Interrupt V, a festival hosted by the Literary Arts Department Friday and Saturday, featured artists who commented on and examined the intersections of literary theory and media.
The festival was organized by John Cayley, professor of literary arts, and Theadora Walsh GS. Through workshops, lectures and performances by various artists, the festival sought to “interrupt” linguistic conventions, whether in human speech or when speaking about the distinction between dream and reality.
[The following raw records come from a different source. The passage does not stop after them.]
//! Per-connection session state and board id generation.
//!
//! A session starts `Unbound`. Only a join binds it; a second join rebinds it
//! to the new board. The session ends when its connection closes.

use frames::Identity;
use rand::Rng;
use uuid::Uuid;

const BOARD_ID_ALPHABET: &[u8] = b"0123456789abcdefghijklmnopqrstuvwxyz";
const BOARD_ID_LEN: usize = 8;

#[derive(Debug, Clone, PartialEq, Eq)]
pub enum Binding {
    Unbound,
    Bound { board_id: String },
}

#[derive(Debug, Clone)]
pub struct Session {
    pub id: Uuid,
    pub identity: Identity,
    pub binding: Binding,
}

impl Session {
    #[must_use]
    pub fn new() -> Self {
        let id = Uuid::new_v4();
        Self { id, identity: Identity::guest(id.to_string()), binding: Binding::Unbound }
    }

    #[must_use]
    pub fn board_id(&self) -> Option<&str> {
        match &self.binding {
            Binding::Unbound => None,
            Binding::Bound { board_id } => Some(board_id),
        }
    }

    pub fn bind(&mut self, board_id: impl Into<String>, identity: Identity) {
        self.identity = identity;
        self.binding = Binding::Bound { board_id: board_id.into() };
    }

    pub fn unbind(&mut self) {
        self.binding = Binding::Unbound;
    }
}

impl Default for Session {
    fn default() -> Self {
        Self::new()
    }
}

/// Random 8-character board id from `[0-9a-z]`.
#[must_use]
pub fn generate_board_id() -> String {
    let mut rng = rand::rng();
    (0..BOARD_ID_LEN)
        .map(|_| {
            let idx = rng.random_range(0..BOARD_ID_ALPHABET.len());
            BOARD_ID_ALPHABET[idx] as char
        })
        .collect()
}

#[cfg(test)]
#[path = "session_test.rs"]
mod tests;
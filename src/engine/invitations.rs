//! The invitation ledger operations.

use crate::db::{DbError, Invitation, User, channels, invitations, memberships, users};
use crate::error::{OpError, OpResult};
use crate::state::{ConnId, Hub};
use parlor_proto::{ChannelType, InvitationPayload, ResolutionStatus, ServerEvent};
use tracing::info;

/// How the invitee is addressed.
#[derive(Debug, Clone)]
pub enum InviteeRef {
    Id(String),
    Nickname(String),
}

/// Invite a user into a channel.
///
/// An invitation always supersedes a prior ban: any standing ban for
/// the invitee on this channel is cleared in the same transaction.
pub async fn invite(
    hub: &Hub,
    inviter: &User,
    channel_id: &str,
    invitee: InviteeRef,
) -> OpResult<InvitationPayload> {
    let mut tx = hub.db.begin().await?;

    let channel = channels::find_active_by_id(&mut tx, channel_id)
        .await?
        .ok_or(OpError::NotFound("channel"))?;

    let invited_user = match &invitee {
        InviteeRef::Id(id) => users::find_by_id(&mut tx, id).await?,
        InviteeRef::Nickname(nickname) => users::find_by_nickname(&mut tx, nickname).await?,
    }
    .ok_or(OpError::NotFound("user"))?;

    if inviter.id == invited_user.id {
        return Err(OpError::SelfInvite);
    }
    if channel.channel_type == ChannelType::Private && inviter.id != channel.administrator_id {
        return Err(OpError::PermissionDenied);
    }
    if memberships::is_member(&mut tx, &invited_user.id, &channel.id).await? {
        return Err(OpError::AlreadyMember);
    }

    memberships::clear_ban(&mut tx, &invited_user.id, &channel.id).await?;

    if invitations::find_pending(&mut tx, &invited_user.id, &channel.id)
        .await?
        .is_some()
    {
        return Err(OpError::AlreadyInvited);
    }

    let invitation = invitations::create(&mut tx, &invited_user.id, &inviter.id, &channel.id).await?;
    tx.commit().await.map_err(DbError::from)?;

    let mut payload = invitation.payload();
    payload.invited_by = Some(inviter.summary());
    payload.channel = Some(channel.summary());

    hub.fanout.send_to_user(
        &invited_user.id,
        ServerEvent::InvitationReceive {
            invitation: payload.clone(),
        },
    );

    info!(
        channel = %channel.name,
        inviter = %inviter.nickname,
        invitee = %invited_user.nickname,
        "Invitation created"
    );
    Ok(payload)
}

/// Accept or decline an invitation. Either way the ledger row goes
/// away; only accept touches membership.
pub async fn resolve(
    hub: &Hub,
    acting: &User,
    invitation_id: &str,
    status: ResolutionStatus,
    origin: Option<ConnId>,
) -> OpResult<Invitation> {
    let mut tx = hub.db.begin().await?;

    let invitation = invitations::find_by_id(&mut tx, invitation_id)
        .await?
        .ok_or(OpError::NotFound("invitation"))?;

    if invitation.user_id != acting.id {
        return Err(OpError::NotInvitee);
    }

    if status == ResolutionStatus::Accept {
        let channel = channels::find_active_by_id(&mut tx, &invitation.channel_id)
            .await?
            .ok_or_else(|| OpError::InvalidState("channel no longer exists".into()))?;

        // A ban that landed after the invite still loses to it: a user
        // is never a member and banned at once.
        memberships::clear_ban(&mut tx, &acting.id, &channel.id).await?;

        if !memberships::is_member(&mut tx, &acting.id, &channel.id).await? {
            memberships::add_member(&mut tx, &acting.id, &channel.id).await?;
        }
    }

    invitations::delete(&mut tx, &invitation.id).await?;
    tx.commit().await.map_err(DbError::from)?;

    hub.fanout.send_to_user_skip(
        &acting.id,
        ServerEvent::InvitationResolve {
            invitation: invitation.payload(),
            status,
        },
        origin,
    );

    info!(
        invitation = %invitation.id,
        user = %acting.nickname,
        status = %status,
        "Invitation resolved"
    );
    Ok(invitation)
}

/// Withdraw a pending invitation. The original inviter or the
/// channel's administrator may cancel; nobody else.
pub async fn cancel(hub: &Hub, acting: &User, invitation_id: &str) -> OpResult<()> {
    let mut tx = hub.db.begin().await?;

    let invitation = invitations::find_by_id(&mut tx, invitation_id)
        .await?
        .ok_or(OpError::NotFound("invitation"))?;

    let channel = channels::find_by_id(&mut tx, &invitation.channel_id)
        .await?
        .ok_or(OpError::NotFound("channel"))?;

    if invitation.invited_by_id != acting.id && channel.administrator_id != acting.id {
        return Err(OpError::PermissionDenied);
    }

    invitations::delete(&mut tx, &invitation.id).await?;
    tx.commit().await.map_err(DbError::from)?;

    info!(invitation = %invitation.id, user = %acting.nickname, "Invitation cancelled");
    Ok(())
}

/// A user's unresolved invitations, split into the ones they sent and
/// the ones they received, both newest first.
pub async fn list_for_user(
    hub: &Hub,
    user: &User,
) -> OpResult<(Vec<InvitationPayload>, Vec<InvitationPayload>)> {
    let mut conn = hub.db.conn().await?;

    let sent = invitations::sent_by(&mut conn, &user.id).await?;
    let received = invitations::received_by(&mut conn, &user.id).await?;

    let mut received_payloads = Vec::with_capacity(received.len());
    for invitation in &received {
        let mut payload = invitation.payload();
        if let Some(inviter) = users::find_by_id(&mut conn, &invitation.invited_by_id).await? {
            payload.invited_by = Some(inviter.summary());
        }
        if let Some(channel) = channels::find_by_id(&mut conn, &invitation.channel_id).await? {
            payload.channel = Some(channel.summary());
        }
        received_payloads.push(payload);
    }

    Ok((
        sent.iter().map(Invitation::payload).collect(),
        received_payloads,
    ))
}
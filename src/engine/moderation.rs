//! Kicks, revokes and the ban escalation ladder.

use crate::db::{DbError, User, channels, memberships, users};
use crate::error::{OpError, OpResult};
use crate::state::Hub;
use parlor_proto::{ChannelType, ModerationMethod, ServerEvent};
use tracing::info;

/// Kicks from this many distinct members escalate to a ban.
pub const KICK_BAN_THRESHOLD: i64 = 3;

/// Outcome of a moderation action, reported back to the actor.
#[derive(Debug, Clone)]
pub struct ModerationOutcome {
    pub target_id: String,
    pub channel_id: String,
    pub banned: bool,
}

/// Kick or revoke a member.
///
/// An ordinary member's kick is one vote: the target loses membership
/// and the kick is recorded, and once kicks from three distinct
/// members stand, the target is banned. The administrator's kick, and
/// every revoke, bans outright. A ban clears the kick tally so a later
/// invitation restarts the target with a clean slate.
pub async fn moderate(
    hub: &Hub,
    actor: &User,
    channel_name: &str,
    target_id: &str,
    method: ModerationMethod,
) -> OpResult<ModerationOutcome> {
    if actor.id == target_id {
        return Err(OpError::SelfModeration);
    }

    let mut tx = hub.db.begin().await?;

    let channel = channels::find_active_by_name(&mut tx, channel_name)
        .await?
        .ok_or(OpError::NotFound("channel"))?;

    if !memberships::is_member(&mut tx, &actor.id, &channel.id).await? {
        return Err(OpError::NotMember);
    }

    let actor_is_admin = channel.administrator_id == actor.id;

    if method == ModerationMethod::Revoke && !actor_is_admin {
        return Err(OpError::PermissionDenied);
    }
    // In private channels only the administrator moderates at all.
    if channel.channel_type == ChannelType::Private && !actor_is_admin {
        return Err(OpError::PermissionDenied);
    }

    let target = users::find_by_id(&mut tx, target_id)
        .await?
        .ok_or(OpError::NotFound("user"))?;

    if !memberships::is_member(&mut tx, &target.id, &channel.id).await? {
        return Err(OpError::TargetNotMember);
    }
    if target.id == channel.administrator_id {
        return Err(OpError::PermissionDenied);
    }

    let banned = if actor_is_admin {
        // Admin decisions are final, whichever method carried them.
        memberships::ban(&mut tx, &target.id, &channel.id).await?;
        memberships::clear_kicks(&mut tx, &target.id, &channel.id).await?;
        true
    } else {
        if memberships::was_kicked_by(&mut tx, &actor.id, &target.id, &channel.id).await? {
            return Err(OpError::AlreadyKicked);
        }
        memberships::record_kick(&mut tx, &actor.id, &target.id, &channel.id).await?;

        let kickers = memberships::count_distinct_kickers(&mut tx, &target.id, &channel.id).await?;
        if kickers >= KICK_BAN_THRESHOLD {
            memberships::ban(&mut tx, &target.id, &channel.id).await?;
            memberships::clear_kicks(&mut tx, &target.id, &channel.id).await?;
            true
        } else {
            false
        }
    };

    memberships::remove_member(&mut tx, &target.id, &channel.id).await?;
    tx.commit().await.map_err(DbError::from)?;

    let event = ServerEvent::ReceiveKick {
        user_id: target.id.clone(),
        channel_name: channel.name.clone(),
        banned,
    };
    hub.fanout.send_to_user(&target.id, event.clone());
    hub.fanout.send_to_channel(&channel.id, event, None);
    hub.fanout.eject_user_from_channel(&target.id, &channel.id);

    info!(
        channel = %channel.name,
        actor = %actor.nickname,
        target = %target.nickname,
        method = %method,
        banned,
        "Moderation action applied"
    );

    Ok(ModerationOutcome {
        target_id: target.id,
        channel_id: channel.id.clone(),
        banned,
    })
}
On Friday, students and faculty gathered in the Martinos Auditorium as New Order’s “Age of Consent” played over the speakers. At the front of the auditorium, a screen capture video recording showed the virtual interactions of two writers playfully typing on a word processing document, unleashing their musings and qualms related to language, capitalism and even the video itself. Audience members fell silent as they watched the writers type, with occassional bouts of laughter as the text grew humorous.
After the short film, Jackie Wang, a multidisciplinary artist and PhD candidate in African and African American studies and history at Harvard, gave a lecture titled “Abolitionist Poetics and the Politics of Dreaming.” In her presentation, Wang dissected the relationship between dreaming and imprisonment.
Wang elaborated on the relationship between time and language as well as their impact on individuals’ lives. She spoke of how language, specifically rhythm and tempo, “is set by living in this debt economy” and meditated on “strategies of how to resist carceral time through the creation of a rhythm of revolt.” Analyzing the weaponization of time as social control, Wang focused on temporal punishment’s deep ability to cause pain in those who have been incarcerated.
“It is a total attack on the subjectivity and the psyche of the prisoner. … Temporal punishment is not legible in our current framework of understanding harm and pain,” Wang said. Throughout the lecture, she continued to detail how poetry can be linked to dreaming, a method of escape from captivity.
Wang’s elaboration on the relationship of language and imprisonment reflected the festival’s focus on the tension between the literary and the physical world. As media “becomes increasingly material … (and) ever more woven into sensation,” the festival considers digital writing to be “an impression on the body.” According to the festival’s website, Interrupt V’s “approach to media and authorship casts light on the myriad ways data encrypts the body in late capitalism.”
Other artists, including Sawako Nakayasu, Abraham Avnisan, Claire Donato and many others, offered discussions, interactive workshops and performances related to subjects ranging from commentary on the Digital Age’s effect on processing grief to the intersections of text and environment.
Many audience members were swayed by Interrupt V’s reimagination of common modes of thinking. Miranda Luiz ’22 found the festival, specifically Wang’s lecture, insightful. “Language is something that we should think more critically about … (because it) can have different repercussions with different material bases,” she said.